## Task instructions
When the line containing "if let Some(link)" is found in the data below, copy it and each line after it through the line containing "ids.into_iter().filter_map(|id| links.remove(&id)).collect()", exactly and with no others.
*** Data to use
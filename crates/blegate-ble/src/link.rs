//! btleplug implementation of [`PeripheralLink`]

use std::collections::HashMap;
use std::future::Future;
use std::pin::Pin;
use std::sync::atomic::{AtomicU64, Ordering};

use async_trait::async_trait;
use blegate_core::{
    ConnectError, Connection, ConnectionId, ConnectionState, LinkEvent, LinkEventSender,
    PeripheralAddress, PeripheralLink, PeripheralRole, RawNotification, WriteError,
};
use btleplug::api::{Characteristic, Peripheral as _, ValueNotification, WriteType};
use btleplug::platform::Peripheral;
use futures::stream::{Stream, StreamExt};
use tokio::sync::RwLock;
use tokio::task::JoinHandle;
use tracing::{debug, error, info, warn};
use uuid::Uuid;

use crate::config::BleLinkConfig;
use crate::discovery::BleAdapter;
use crate::error::{BleLinkError, Result};

// ----------------------------------------------------------------------------
// Open Links
// ----------------------------------------------------------------------------

type NotificationStream = Pin<Box<dyn Stream<Item = ValueNotification> + Send>>;

struct OpenLink {
    address: PeripheralAddress,
    peripheral: Peripheral,
    characteristic: Characteristic,
    forwarder: Option<JoinHandle<()>>,
}

impl OpenLink {
    fn stop_forwarding(&mut self) {
        if let Some(task) = self.forwarder.take() {
            task.abort();
        }
    }
}

// ----------------------------------------------------------------------------
// BLE Link
// ----------------------------------------------------------------------------

/// Peripheral link over the host's BLE adapter
pub struct BleLink {
    adapter: BleAdapter,
    config: BleLinkConfig,
    characteristic: Uuid,
    links: RwLock<HashMap<ConnectionId, OpenLink>>,
    /// Peripherals between `find_peripheral` and registration in `links`
    connecting: RwLock<HashMap<PeripheralAddress, Peripheral>>,
    next_id: AtomicU64,
}

impl BleLink {
    /// Open the configured adapter; `characteristic` is used for every peripheral
    pub async fn open(config: BleLinkConfig, characteristic: Uuid) -> Result<Self> {
        let adapter = BleAdapter::initialize(&config).await?;
        Ok(Self::with_adapter(adapter, config, characteristic))
    }

    pub fn with_adapter(adapter: BleAdapter, config: BleLinkConfig, characteristic: Uuid) -> Self {
        Self {
            adapter,
            config,
            characteristic,
            links: RwLock::new(HashMap::new()),
            connecting: RwLock::new(HashMap::new()),
            next_id: AtomicU64::new(1),
        }
    }

    fn write_type(&self) -> WriteType {
        if self.config.write_with_response {
            WriteType::WithResponse
        } else {
            WriteType::WithoutResponse
        }
    }

    async fn open_peripheral(&self, peripheral: &Peripheral, address: PeripheralAddress) -> Result<Characteristic> {
        if !peripheral.is_connected().await.unwrap_or(false) {
            peripheral
                .connect()
                .await
                .map_err(|e| BleLinkError::ConnectionFailed(e.to_string()))?;
        }

        if let Err(e) = peripheral.discover_services().await {
            Self::close_quietly(peripheral, address).await;
            return Err(BleLinkError::ServiceDiscoveryFailed(e.to_string()));
        }

        let characteristic = peripheral
            .characteristics()
            .into_iter()
            .find(|c| c.uuid == self.characteristic);

        match characteristic {
            Some(characteristic) => Ok(characteristic),
            None => {
                Self::close_quietly(peripheral, address).await;
                Err(BleLinkError::CharacteristicNotFound {
                    characteristic: self.characteristic.to_string(),
                })
            }
        }
    }

    async fn close_quietly(peripheral: &Peripheral, address: PeripheralAddress) {
        if let Err(e) = peripheral.disconnect().await {
            warn!("Failed to disconnect from {}: {}", address, e);
        }
    }

    fn spawn_forwarder(
        &self,
        connection_id: ConnectionId,
        address: PeripheralAddress,
        peripheral: &Peripheral,
        notifications: NotificationStream,
        events: LinkEventSender,
    ) -> JoinHandle<()> {
        let adapter = self.adapter.clone();
        let peripheral_id = peripheral.id();
        let characteristic = self.characteristic;

        tokio::spawn(async move {
            let watch_disconnect = async move { adapter.disconnected(peripheral_id).await };
            forward_notifications(
                connection_id,
                address,
                characteristic,
                notifications,
                watch_disconnect,
                events,
            )
            .await;
        })
    }
}

/// Forward notifications until the stream ends or the adapter reports the link gone
///
/// A failing disconnect watch is logged and ignored; only the notification stream
/// ending or a confirmed disconnect ends the link.
async fn forward_notifications<S, W>(
    connection_id: ConnectionId,
    address: PeripheralAddress,
    characteristic: Uuid,
    mut notifications: S,
    watch_disconnect: W,
    events: LinkEventSender,
) where
    S: Stream<Item = ValueNotification> + Unpin,
    W: Future<Output = Result<()>>,
{
    tokio::pin!(watch_disconnect);
    let mut watching = true;

    loop {
        tokio::select! {
            notification = notifications.next() => match notification {
                Some(data) if data.uuid == characteristic => {
                    let event = LinkEvent::Notification(RawNotification {
                        connection_id,
                        origin: address,
                        value: data.value,
                    });
                    if events.send(event).await.is_err() {
                        debug!("Notification receiver for {} closed", address);
                        return;
                    }
                }
                Some(_) => {}
                None => break,
            },
            watched = &mut watch_disconnect, if watching => match watched {
                Ok(()) => break,
                Err(e) => {
                    warn!("Cannot watch {} for disconnects: {}", address, e);
                    watching = false;
                }
            },
        }
    }

    info!("Link to {} dropped", address);
    let _ = events
        .send(LinkEvent::Disconnected {
            connection_id,
            address,
        })
        .await;
}

#[async_trait]
impl PeripheralLink for BleLink {
    async fn connect(
        &self,
        address: PeripheralAddress,
        role: PeripheralRole,
    ) -> std::result::Result<Connection, ConnectError> {
        let peripheral = self.adapter.find_peripheral(address).await?;

        // Visible to `abort` while the connect is in flight
        self.connecting
            .write()
            .await
            .insert(address, peripheral.clone());
        let characteristic = match self.open_peripheral(&peripheral, address).await {
            Ok(characteristic) => characteristic,
            Err(e) => {
                self.connecting.write().await.remove(&address);
                return Err(e.into());
            }
        };

        let id = self.next_id.fetch_add(1, Ordering::SeqCst);
        self.links.write().await.insert(
            id,
            OpenLink {
                address,
                peripheral,
                characteristic,
                forwarder: None,
            },
        );
        self.connecting.write().await.remove(&address);

        info!("Connected to {} as {}", address, role);
        Ok(Connection::connected(id, address, role, self.characteristic))
    }

    async fn disconnect(&self, connection: &mut Connection) {
        if connection.state() == ConnectionState::Disconnected {
            debug!("Disconnect of {} skipped, already closed", connection.address());
            return;
        }
        connection.mark_disconnecting();

        let link = self.links.write().await.remove(&connection.id());
        if let Some(mut link) = link {
            link.stop_forwarding();
            if let Err(e) = link.peripheral.disconnect().await {
                error!("Failed to disconnect from {}: {}", connection.address(), e);
            }
        }

        connection.mark_disconnected();
        info!("Disconnected from {}", connection.address());
    }

    async fn subscribe(
        &self,
        connection: &Connection,
        events: LinkEventSender,
    ) -> std::result::Result<(), ConnectError> {
        let mut links = self.links.write().await;
        let link = links
            .get_mut(&connection.id())
            .ok_or_else(|| ConnectError::SubscribeFailed(BleLinkError::NotConnected.to_string()))?;

        let notifications = link
            .peripheral
            .notifications()
            .await
            .map_err(|e| BleLinkError::NotificationStreamFailed(e.to_string()))?;
        link.peripheral
            .subscribe(&link.characteristic)
            .await
            .map_err(|e| BleLinkError::SubscriptionFailed(e.to_string()))?;

        link.stop_forwarding();
        link.forwarder = Some(self.spawn_forwarder(
            connection.id(),
            connection.address(),
            &link.peripheral,
            notifications,
            events,
        ));

        debug!("Subscribed to notifications from {}", connection.address());
        Ok(())
    }

    async fn unsubscribe(&self, connection: &Connection) {
        let mut links = self.links.write().await;
        if let Some(link) = links.get_mut(&connection.id()) {
            link.stop_forwarding();
            if let Err(e) = link.peripheral.unsubscribe(&link.characteristic).await {
                warn!("Failed to unsubscribe from {}: {}", connection.address(), e);
            }
        }
    }

    async fn write(&self, connection: &Connection, payload: &[u8]) -> std::result::Result<(), WriteError> {
        let links = self.links.read().await;
        let link = links
            .get(&connection.id())
            .ok_or(WriteError::Disconnected)?;

        link.peripheral
            .write(&link.characteristic, payload, self.write_type())
            .await
            .map_err(|e| BleLinkError::WriteFailed(e.to_string()))?;

        debug!("Wrote {} bytes to {}", payload.len(), connection.address());
        Ok(())
    }

    async fn abort(&self, address: PeripheralAddress) {
        let pending = self.connecting.write().await.remove(&address);
        let open: Vec<OpenLink> = {
            let mut links = self.links.write().await;
            let ids: Vec<ConnectionId> = links
                .iter()
                .filter(|(_, link)| link.address == address)
                .map(|(id, _)| *id)
                .collect();
            ids.into_iter().filter_map(|id| links.remove(&id)).collect()
        };

        if pending.is_none() && open.is_empty() {
            debug!("Nothing to abort for {}", address);
            return;
        }

        warn!("Aborting link to {}", address);
        if let Some(peripheral) = pending {
            Self::close_quietly(&peripheral, address).await;
        }
        for mut link in open {
            link.stop_forwarding();
            Self::close_quietly(&link.peripheral, address).await;
        }
    }
}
******
## Answer to this problem
        if let Some(link) = links.get_mut(&connection.id()) {
            link.stop_forwarding();
            if let Err(e) = link.peripheral.unsubscribe(&link.characteristic).await {
                warn!("Failed to unsubscribe from {}: {}", connection.address(), e);
            }
        }
    }

    async fn write(&self, connection: &Connection, payload: &[u8]) -> std::result::Result<(), WriteError> {
        let links = self.links.read().await;
        let link = links
            .get(&connection.id())
            .ok_or(WriteError::Disconnected)?;

        link.peripheral
            .write(&link.characteristic, payload, self.write_type())
            .await
            .map_err(|e| BleLinkError::WriteFailed(e.to_string()))?;

        debug!("Wrote {} bytes to {}", payload.len(), connection.address());
        Ok(())
    }

    async fn abort(&self, address: PeripheralAddress) {
        let pending = self.connecting.write().await.remove(&address);
        let open: Vec<OpenLink> = {
            let mut links = self.links.write().await;
            let ids: Vec<ConnectionId> = links
                .iter()
                .filter(|(_, link)| link.address == address)
                .map(|(id, _)| *id)
                .collect();
            ids.into_iter().filter_map(|id| links.remove(&id)).collect()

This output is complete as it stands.